Dataset content
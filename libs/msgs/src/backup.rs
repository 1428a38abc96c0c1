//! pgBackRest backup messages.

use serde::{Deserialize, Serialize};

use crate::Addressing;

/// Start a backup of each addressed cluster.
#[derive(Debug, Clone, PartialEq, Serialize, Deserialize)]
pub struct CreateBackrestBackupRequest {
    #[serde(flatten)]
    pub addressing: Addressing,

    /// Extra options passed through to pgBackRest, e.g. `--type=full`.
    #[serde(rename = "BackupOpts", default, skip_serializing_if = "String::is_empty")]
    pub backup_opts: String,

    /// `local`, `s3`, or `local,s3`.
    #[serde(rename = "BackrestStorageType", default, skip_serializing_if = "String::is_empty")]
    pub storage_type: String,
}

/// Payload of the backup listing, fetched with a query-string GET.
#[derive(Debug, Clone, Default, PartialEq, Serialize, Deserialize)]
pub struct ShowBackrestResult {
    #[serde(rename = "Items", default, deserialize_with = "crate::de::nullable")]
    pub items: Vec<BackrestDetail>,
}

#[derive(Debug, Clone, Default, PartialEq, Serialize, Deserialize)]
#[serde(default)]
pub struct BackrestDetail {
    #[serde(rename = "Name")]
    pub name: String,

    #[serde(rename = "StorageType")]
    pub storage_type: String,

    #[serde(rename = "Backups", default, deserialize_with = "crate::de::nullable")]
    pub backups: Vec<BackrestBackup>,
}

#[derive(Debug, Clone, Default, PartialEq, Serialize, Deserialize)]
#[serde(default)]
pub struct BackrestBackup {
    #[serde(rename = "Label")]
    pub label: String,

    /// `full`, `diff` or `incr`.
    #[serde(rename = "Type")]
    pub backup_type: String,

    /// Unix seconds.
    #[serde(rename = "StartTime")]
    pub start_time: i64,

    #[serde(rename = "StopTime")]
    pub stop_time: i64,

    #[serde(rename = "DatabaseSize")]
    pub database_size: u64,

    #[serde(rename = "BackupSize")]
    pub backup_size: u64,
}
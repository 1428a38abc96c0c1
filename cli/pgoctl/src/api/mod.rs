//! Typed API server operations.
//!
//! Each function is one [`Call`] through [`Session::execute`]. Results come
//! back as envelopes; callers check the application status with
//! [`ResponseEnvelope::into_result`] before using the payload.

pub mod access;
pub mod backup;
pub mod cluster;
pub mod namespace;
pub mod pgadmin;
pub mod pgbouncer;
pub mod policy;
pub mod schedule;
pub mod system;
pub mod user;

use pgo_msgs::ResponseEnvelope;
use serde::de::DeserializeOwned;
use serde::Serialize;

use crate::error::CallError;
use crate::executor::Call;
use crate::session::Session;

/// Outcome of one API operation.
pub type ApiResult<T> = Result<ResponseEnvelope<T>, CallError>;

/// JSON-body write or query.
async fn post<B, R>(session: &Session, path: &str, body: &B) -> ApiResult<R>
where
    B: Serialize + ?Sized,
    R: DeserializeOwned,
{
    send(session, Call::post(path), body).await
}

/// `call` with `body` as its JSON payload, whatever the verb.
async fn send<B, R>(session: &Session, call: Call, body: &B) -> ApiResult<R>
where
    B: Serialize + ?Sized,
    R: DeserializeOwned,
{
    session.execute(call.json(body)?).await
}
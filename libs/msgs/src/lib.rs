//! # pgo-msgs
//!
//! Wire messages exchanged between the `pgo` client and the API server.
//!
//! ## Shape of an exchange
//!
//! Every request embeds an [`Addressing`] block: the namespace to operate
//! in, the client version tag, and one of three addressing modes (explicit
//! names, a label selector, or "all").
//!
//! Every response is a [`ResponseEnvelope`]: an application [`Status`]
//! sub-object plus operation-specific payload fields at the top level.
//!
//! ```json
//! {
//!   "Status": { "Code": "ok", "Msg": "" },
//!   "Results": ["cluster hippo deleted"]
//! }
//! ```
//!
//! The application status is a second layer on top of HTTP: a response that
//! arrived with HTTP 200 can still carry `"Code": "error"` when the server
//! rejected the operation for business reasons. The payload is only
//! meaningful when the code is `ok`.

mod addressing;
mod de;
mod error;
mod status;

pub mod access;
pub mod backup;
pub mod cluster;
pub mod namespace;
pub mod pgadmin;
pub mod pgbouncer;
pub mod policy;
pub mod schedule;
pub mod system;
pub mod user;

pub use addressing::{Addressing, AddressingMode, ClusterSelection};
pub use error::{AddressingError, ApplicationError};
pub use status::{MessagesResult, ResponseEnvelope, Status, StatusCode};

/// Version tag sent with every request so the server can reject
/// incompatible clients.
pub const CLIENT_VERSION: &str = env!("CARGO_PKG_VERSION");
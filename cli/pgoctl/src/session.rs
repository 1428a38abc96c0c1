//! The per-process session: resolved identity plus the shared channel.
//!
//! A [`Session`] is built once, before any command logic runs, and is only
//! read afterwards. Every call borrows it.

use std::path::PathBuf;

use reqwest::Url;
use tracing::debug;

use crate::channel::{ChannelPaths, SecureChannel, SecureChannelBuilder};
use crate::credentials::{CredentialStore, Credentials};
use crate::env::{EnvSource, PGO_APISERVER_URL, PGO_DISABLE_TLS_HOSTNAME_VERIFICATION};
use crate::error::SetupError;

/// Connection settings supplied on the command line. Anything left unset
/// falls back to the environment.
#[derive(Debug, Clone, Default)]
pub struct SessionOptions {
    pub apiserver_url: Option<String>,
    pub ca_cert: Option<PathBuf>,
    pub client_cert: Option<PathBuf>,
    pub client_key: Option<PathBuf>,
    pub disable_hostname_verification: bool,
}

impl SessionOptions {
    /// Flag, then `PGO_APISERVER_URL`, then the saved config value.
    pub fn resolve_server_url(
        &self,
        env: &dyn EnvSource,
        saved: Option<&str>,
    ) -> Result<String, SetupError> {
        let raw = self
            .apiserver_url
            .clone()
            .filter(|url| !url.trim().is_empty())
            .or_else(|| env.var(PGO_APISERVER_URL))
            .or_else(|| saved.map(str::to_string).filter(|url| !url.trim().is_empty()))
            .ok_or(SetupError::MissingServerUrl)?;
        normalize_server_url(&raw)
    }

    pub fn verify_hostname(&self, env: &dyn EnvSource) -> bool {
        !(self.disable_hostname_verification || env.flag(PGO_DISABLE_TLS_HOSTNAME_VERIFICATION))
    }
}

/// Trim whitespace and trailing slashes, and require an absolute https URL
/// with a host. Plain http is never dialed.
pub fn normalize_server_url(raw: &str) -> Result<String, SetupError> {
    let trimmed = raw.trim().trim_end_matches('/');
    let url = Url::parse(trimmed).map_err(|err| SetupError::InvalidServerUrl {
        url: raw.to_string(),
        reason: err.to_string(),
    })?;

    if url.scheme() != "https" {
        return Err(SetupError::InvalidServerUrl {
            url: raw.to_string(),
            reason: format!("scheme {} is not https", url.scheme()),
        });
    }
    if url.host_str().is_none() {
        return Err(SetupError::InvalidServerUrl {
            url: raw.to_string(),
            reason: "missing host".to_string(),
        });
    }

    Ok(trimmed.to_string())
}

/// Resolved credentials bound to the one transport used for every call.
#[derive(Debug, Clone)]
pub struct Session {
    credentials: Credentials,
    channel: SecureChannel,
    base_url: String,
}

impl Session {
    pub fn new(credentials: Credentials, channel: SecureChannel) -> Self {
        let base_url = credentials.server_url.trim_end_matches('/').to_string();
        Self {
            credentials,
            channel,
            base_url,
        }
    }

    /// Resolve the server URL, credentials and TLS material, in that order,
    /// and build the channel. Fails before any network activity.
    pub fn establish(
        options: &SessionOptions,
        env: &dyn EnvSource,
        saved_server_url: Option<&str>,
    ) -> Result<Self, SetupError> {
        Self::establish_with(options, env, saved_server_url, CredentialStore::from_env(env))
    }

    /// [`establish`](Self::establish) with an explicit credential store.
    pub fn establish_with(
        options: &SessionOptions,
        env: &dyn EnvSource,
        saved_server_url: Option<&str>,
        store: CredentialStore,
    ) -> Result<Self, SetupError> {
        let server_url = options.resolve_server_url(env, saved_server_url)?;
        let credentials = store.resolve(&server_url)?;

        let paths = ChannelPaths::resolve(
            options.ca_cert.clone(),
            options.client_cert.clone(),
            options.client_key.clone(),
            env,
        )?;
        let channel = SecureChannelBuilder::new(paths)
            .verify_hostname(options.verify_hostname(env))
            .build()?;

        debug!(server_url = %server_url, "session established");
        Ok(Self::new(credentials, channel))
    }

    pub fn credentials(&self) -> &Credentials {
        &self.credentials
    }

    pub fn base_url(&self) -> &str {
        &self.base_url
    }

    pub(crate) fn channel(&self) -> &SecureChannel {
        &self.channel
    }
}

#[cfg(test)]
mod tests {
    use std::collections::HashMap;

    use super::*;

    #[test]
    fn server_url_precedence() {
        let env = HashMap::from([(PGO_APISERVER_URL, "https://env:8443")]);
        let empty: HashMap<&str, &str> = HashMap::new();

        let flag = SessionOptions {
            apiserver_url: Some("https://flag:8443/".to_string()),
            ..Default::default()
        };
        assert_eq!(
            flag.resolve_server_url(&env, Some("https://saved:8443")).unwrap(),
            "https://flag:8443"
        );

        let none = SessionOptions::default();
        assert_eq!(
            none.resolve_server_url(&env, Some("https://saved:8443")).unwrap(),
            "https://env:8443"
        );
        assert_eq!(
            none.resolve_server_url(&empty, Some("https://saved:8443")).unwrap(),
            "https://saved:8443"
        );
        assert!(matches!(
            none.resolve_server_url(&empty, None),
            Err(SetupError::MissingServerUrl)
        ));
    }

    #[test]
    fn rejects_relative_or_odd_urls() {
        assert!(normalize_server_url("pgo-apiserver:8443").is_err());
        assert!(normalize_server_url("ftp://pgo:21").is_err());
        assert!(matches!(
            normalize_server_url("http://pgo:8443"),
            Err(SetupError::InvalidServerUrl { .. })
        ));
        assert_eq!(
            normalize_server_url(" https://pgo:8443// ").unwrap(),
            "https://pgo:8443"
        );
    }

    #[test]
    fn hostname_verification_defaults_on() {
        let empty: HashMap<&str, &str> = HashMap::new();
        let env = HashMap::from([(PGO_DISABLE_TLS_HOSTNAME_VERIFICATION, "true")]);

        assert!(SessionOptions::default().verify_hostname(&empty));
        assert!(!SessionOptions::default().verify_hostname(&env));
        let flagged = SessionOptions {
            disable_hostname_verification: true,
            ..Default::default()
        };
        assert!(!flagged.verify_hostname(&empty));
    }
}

Directions
Answer with the number alone after working out how many lines in the records contain the string "filter".

Response to the task
2